Unusual Case of Sweet Syndrome Triggered by New Inhaler Therapy in Primary Care

A Rare Reaction: When an Inhaler Triggers Sweet Syndrome

What started as a routine adjustment in a patient’s COPD inhaler rapidly unfolded into a puzzling medical mystery. Within just two days, a 55-year-old woman developed intensely painful, bright red patches across her face and neck, accompanied by a mild fever.

While the visible symptoms subsided quickly, the biopsy results revealed an unexpected diagnosis—Sweet syndrome, a rare immune-driven skin disorder.

This unusual case may mark the first time an inhaled medication has been linked to this condition, raising new questions about hidden risks in commonly prescribed treatments.

The patient, with a medical history including hypertension and COPD, had been stable on enalapril and formoterol inhaler for years. Due to declining lung function, her pulmonologist switched her inhaler to a combination of indacaterol and glycopyrronium. Just 48 hours after starting the new inhaler, she presented with painful erythematous plaques on her face and neck, plus a low-grade fever. She denied new cosmetic use, diet changes, or cold symptoms but mentioned recent sun exposure with proper protection.

Referred urgently to dermatology, she discontinued the inhaler. Blood tests ruled out infections and autoimmune markers, while a skin biopsy confirmed Sweet syndrome. Oral corticosteroids were prescribed, leading to rapid symptom improvement within two days.

Understanding Sweet Syndrome

Also known as acute febrile neutrophilic dermatosis, Sweet syndrome is characterized by sudden onset of painful, red papules or plaques—often asymmetrical—primarily affecting the face, neck, upper torso, and hands. It typically presents with systemic symptoms such as fever and elevated white blood cells.

While its exact cause remains unclear, Sweet syndrome is believed to stem from cytokine-driven immune responses, triggered by infections, cancers, or certain medications—including antibiotics, antiepileptics, and vaccines. Treatment with corticosteroids usually brings swift relief.

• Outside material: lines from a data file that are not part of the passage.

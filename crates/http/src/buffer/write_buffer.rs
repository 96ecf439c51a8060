use bytes::{Buf, BytesMut};
use std::io::{self, ErrorKind, Write};
use tracing::trace;

/// Default flush threshold of a [`WriteBuffer`].
pub const DEFAULT_WRITE_BUFFER_SIZE: usize = 1024;

/// Outgoing byte accumulator with a flush threshold.
///
/// Bytes are fed in segments no larger than the free room left under `capacity`; whenever the
/// buffer becomes full it is flushed into the sink. Flushing writes as much as the sink accepts:
/// a sink returning [`ErrorKind::WouldBlock`] stops the flush and the unwritten tail stays queued
/// for the next attempt, so the buffer may temporarily hold more than `capacity` bytes.
#[derive(Debug, Clone, PartialEq, Eq)]
pub struct WriteBuffer {
    contents: BytesMut,
    capacity: usize,
}

impl WriteBuffer {
    /// Creates a buffer flushing every `capacity` bytes. A zero capacity is treated as one.
    pub fn new(capacity: usize) -> Self {
        let capacity = capacity.max(1);
        Self { contents: BytesMut::with_capacity(capacity), capacity }
    }

    pub fn capacity(&self) -> usize {
        self.capacity
    }

    /// Queues `data`, flushing into `sink` each time the buffer fills up.
    ///
    /// # Errors
    ///
    /// Returns any error of `sink` other than [`ErrorKind::WouldBlock`] and
    /// [`ErrorKind::Interrupted`].
    pub fn feed<W: Write + ?Sized>(&mut self, mut data: &[u8], sink: &mut W) -> io::Result<()> {
        while !data.is_empty() {
            let room = self.capacity.saturating_sub(self.contents.len());
            if room == 0 {
                // sink is applying backpressure, queue the rest as is
                self.contents.extend_from_slice(data);
                return Ok(());
            }

            let (segment, rest) = data.split_at(room.min(data.len()));
            self.contents.extend_from_slice(segment);
            data = rest;

            if self.contents.len() >= self.capacity {
                self.flush(sink)?;
            }
        }
        Ok(())
    }

    /// Writes the queued bytes into `sink` until it is empty or the sink would block.
    ///
    /// # Returns
    ///
    /// The number of bytes accepted by the sink.
    ///
    /// # Errors
    ///
    /// Returns any error of `sink` other than [`ErrorKind::WouldBlock`] and
    /// [`ErrorKind::Interrupted`], and [`ErrorKind::WriteZero`] when the sink stops accepting
    /// bytes without blocking.
    pub fn flush<W: Write + ?Sized>(&mut self, sink: &mut W) -> io::Result<usize> {
        let mut written = 0;
        while !self.contents.is_empty() {
            match sink.write(&self.contents) {
                Ok(0) => return Err(ErrorKind::WriteZero.into()),
                Ok(n) => {
                    self.contents.advance(n);
                    written += n;
                }
                Err(e) if e.kind() == ErrorKind::WouldBlock => {
                    trace!(pending = self.contents.len(), "sink would block");
                    break;
                }
                Err(e) if e.kind() == ErrorKind::Interrupted => {}
                Err(e) => return Err(e),
            }
        }
        Ok(written)
    }

    pub fn contents(&self) -> &[u8] {
        &self.contents
    }

    pub fn len(&self) -> usize {
        self.contents.len()
    }

    pub fn is_empty(&self) -> bool {
        self.contents.is_empty()
    }

    /// Drops queued bytes without writing them.
    pub fn clear(&mut self) {
        self.contents.clear();
    }
}

impl Default for WriteBuffer {
    fn default() -> Self {
        Self::new(DEFAULT_WRITE_BUFFER_SIZE)
    }
}

#[cfg(test)]
mod tests {
    use super::*;

    /// Sink recording each write call, accepting at most `limit` bytes in total.
    struct LimitedSink {
        writes: Vec<Vec<u8>>,
        limit: usize,
    }

    impl LimitedSink {
        fn new(limit: usize) -> Self {
            Self { writes: vec![], limit }
        }

        fn accepted(&self) -> Vec<u8> {
            self.writes.concat()
        }
    }

    impl Write for LimitedSink {
        fn write(&mut self, buf: &[u8]) -> io::Result<usize> {
            let accepted: usize = self.writes.iter().map(Vec::len).sum();
            let room = self.limit - accepted;
            if room == 0 {
                return Err(ErrorKind::WouldBlock.into());
            }
            let n = room.min(buf.len());
            self.writes.push(buf[..n].to_vec());
            Ok(n)
        }

        fn flush(&mut self) -> io::Result<()> {
            Ok(())
        }
    }

    #[test]
    fn test_feed_below_capacity_does_not_flush() {
        let mut buffer = WriteBuffer::new(8);
        let mut sink = Vec::new();

        buffer.feed(b"abc", &mut sink).unwrap();

        assert!(sink.is_empty());
        assert_eq!(buffer.contents(), b"abc");
    }

    #[test]
    fn test_feed_flushes_at_capacity() {
        let mut buffer = WriteBuffer::new(4);
        let mut sink = LimitedSink::new(usize::MAX);

        buffer.feed(b"0123456789", &mut sink).unwrap();

        assert_eq!(sink.writes, vec![b"0123".to_vec(), b"4567".to_vec()]);
        assert_eq!(buffer.contents(), b"89");

        buffer.flush(&mut sink).unwrap();
        assert_eq!(sink.accepted(), b"0123456789");
        assert!(buffer.is_empty());
    }

    #[test]
    fn test_would_block_keeps_tail() {
        let mut buffer = WriteBuffer::new(4);
        let mut sink = LimitedSink::new(6);

        buffer.feed(b"0123456789", &mut sink).unwrap();
        buffer.flush(&mut sink).unwrap();

        assert_eq!(sink.accepted(), b"012345");
        assert_eq!(buffer.contents(), b"6789");

        sink.limit = usize::MAX;
        assert_eq!(buffer.flush(&mut sink).unwrap(), 4);
        assert_eq!(sink.accepted(), b"0123456789");
    }

    #[test]
    fn test_write_zero_is_an_error() {
        struct Closed;

        impl Write for Closed {
            fn write(&mut self, _buf: &[u8]) -> io::Result<usize> {
                Ok(0)
            }

            fn flush(&mut self) -> io::Result<()> {
                Ok(())
            }
        }

        let mut buffer = WriteBuffer::new(16);
        buffer.feed(b"data", &mut Closed).unwrap();

        let err = buffer.flush(&mut Closed).unwrap_err();
        assert_eq!(err.kind(), ErrorKind::WriteZero);
    }

    #[test]
    fn test_zero_capacity_is_clamped() {
        let buffer = WriteBuffer::new(0);
        assert_eq!(buffer.capacity(), 1);
    }
}
//! Byte buffers sitting between a connection and its peer
//!
//! - [`ReadBuffer`] accumulates everything received on a connection until the consumer
//!   explicitly clears it.
//! - [`WriteBuffer`] accumulates outgoing bytes and pushes them into an [`std::io::Write`]
//!   sink once it reaches its capacity or when asked to flush. A sink that reports
//!   [`std::io::ErrorKind::WouldBlock`] simply leaves the unwritten tail queued.

mod read_buffer;
mod write_buffer;

pub use read_buffer::ReadBuffer;
pub use write_buffer::{DEFAULT_WRITE_BUFFER_SIZE, WriteBuffer};
//! HTTP transactions
//!
//! A [`TransactionHandler`] owns the HTTP conversation on one connection: it decodes requests
//! as bytes arrive, negotiates keep-alive and `Expect: 100-continue`, builds and sends the
//! response, and ends the connection when the conversation is over or has been idle too long.
//! The live handlers of a server are kept in a [`TransactionPool`].
//!
//! Handlers talk back to their owner through the [`TransactionHost`] trait, held weakly so a
//! handler never keeps the server alive.

mod handler;
mod pool;
#[cfg(test)]
pub(crate) mod testing;

pub use handler::{ChunkedOptions, KeepAliveOptions, TransactionHandler};
pub use pool::{SharedTransaction, TransactionPool};

use fly_http::compression::CompressionNegotiator;
use std::rc::Rc;

/// Identifies a transaction within its pool.
pub type TransactionId = u64;

/// The owner of a set of transactions.
#[cfg_attr(test, mockall::automock)]
pub trait TransactionHost {
    /// The negotiator used to pick a response compression.
    fn compression_negotiator(&self) -> Rc<CompressionNegotiator>;

    /// Called by a handler that has ended; the host drops it from its pool.
    fn end_transaction(&self, id: TransactionId);
}
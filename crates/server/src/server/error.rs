use crate::connection::ListenerError;
use std::io;
use thiserror::Error;

#[derive(Error, Debug)]
pub enum ServerError {
    #[error(transparent)]
    Listen(#[from] ListenerError),

    #[error("reactor failure: {source}")]
    Io {
        #[from]
        source: io::Error,
    },

    #[error("server is already running")]
    AlreadyRunning,
}
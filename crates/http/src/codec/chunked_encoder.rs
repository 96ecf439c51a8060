//! Chunked transfer encoding for responses.
//!
//! A response body is split into segments of at most `chunk_size` bytes, each framed as
//! `<hex length>\r\n<data>\r\n`, followed by the `0\r\n\r\n` terminator. Chunked encoding is
//! only offered to HTTP/1.1 (or later) clients and runs after compression.

use crate::protocol::{CRLF, Request, Response};
use crate::utils::Writer;
use bytes::{BufMut, BytesMut};
use http::{Version, header};
use std::io::Write;

/// Default chunk size
pub const DEFAULT_CHUNK_SIZE: usize = 128;

#[derive(Debug, Clone, Copy, PartialEq, Eq)]
pub struct ChunkedEncoder {
    chunk_size: usize,
}

impl ChunkedEncoder {
    /// Creates an encoder emitting chunks of at most `chunk_size` bytes (at least one).
    pub fn new(chunk_size: usize) -> Self {
        Self { chunk_size: chunk_size.max(1) }
    }

    pub fn chunk_size(&self) -> usize {
        self.chunk_size
    }

    /// Whether `request` was made with a protocol version that understands chunked responses.
    pub fn is_supported(request: &Request) -> bool {
        request.http_version().is_some_and(|version| version >= Version::HTTP_11)
    }

    /// Frames a single chunk. An empty `data` writes the terminating chunk.
    pub fn encode_chunk(data: &[u8], dst: &mut BytesMut) {
        dst.reserve(data.len() + 12);
        // writing into memory cannot fail
        let _ = write!(Writer(dst), "{:x}\r\n", data.len());
        dst.put_slice(data);
        dst.put_slice(CRLF);
    }

    /// Frames `body` into chunks followed by the terminator.
    pub fn encode_body(&self, body: &[u8], dst: &mut BytesMut) {
        for chunk in body.chunks(self.chunk_size) {
            Self::encode_chunk(chunk, dst);
        }
        Self::encode_chunk(&[], dst);
    }

    /// Prepares and serializes `response` with a chunked body.
    ///
    /// `Content-Length` is replaced by `Transfer-Encoding: chunked`.
    pub fn encode_response(&self, response: &mut Response) -> BytesMut {
        response.prepare();
        response.headers_mut().remove(header::CONTENT_LENGTH.as_str());
        response.headers_mut().set("Transfer-Encoding", "chunked");

        let mut dst = response.serialize_head();
        dst.put_slice(CRLF);
        self.encode_body(response.body(), &mut dst);
        dst
    }
}

impl Default for ChunkedEncoder {
    fn default() -> Self {
        Self::new(DEFAULT_CHUNK_SIZE)
    }
}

This case stands out because inhaled therapies have never before been documented as a trigger. Differential diagnoses like contact dermatitis, lupus, or urticaria were carefully excluded.

Why This Matters

Sweet syndrome’s rarity and its potential link to serious systemic diseases mean it’s often overlooked in initial diagnoses. This case highlights the critical role primary care providers play in identifying unusual reactions tied to medication changes, ensuring timely referrals and treatment.

Conclusion

This case serves as a reminder that even familiar medications—like inhalers—can occasionally trigger rare, serious immune responses. For clinicians, staying alert to sudden skin changes following medication adjustments is vital. Recognizing atypical causes of Sweet syndrome expands diagnostic awareness and can lead to faster, life-changing interventions.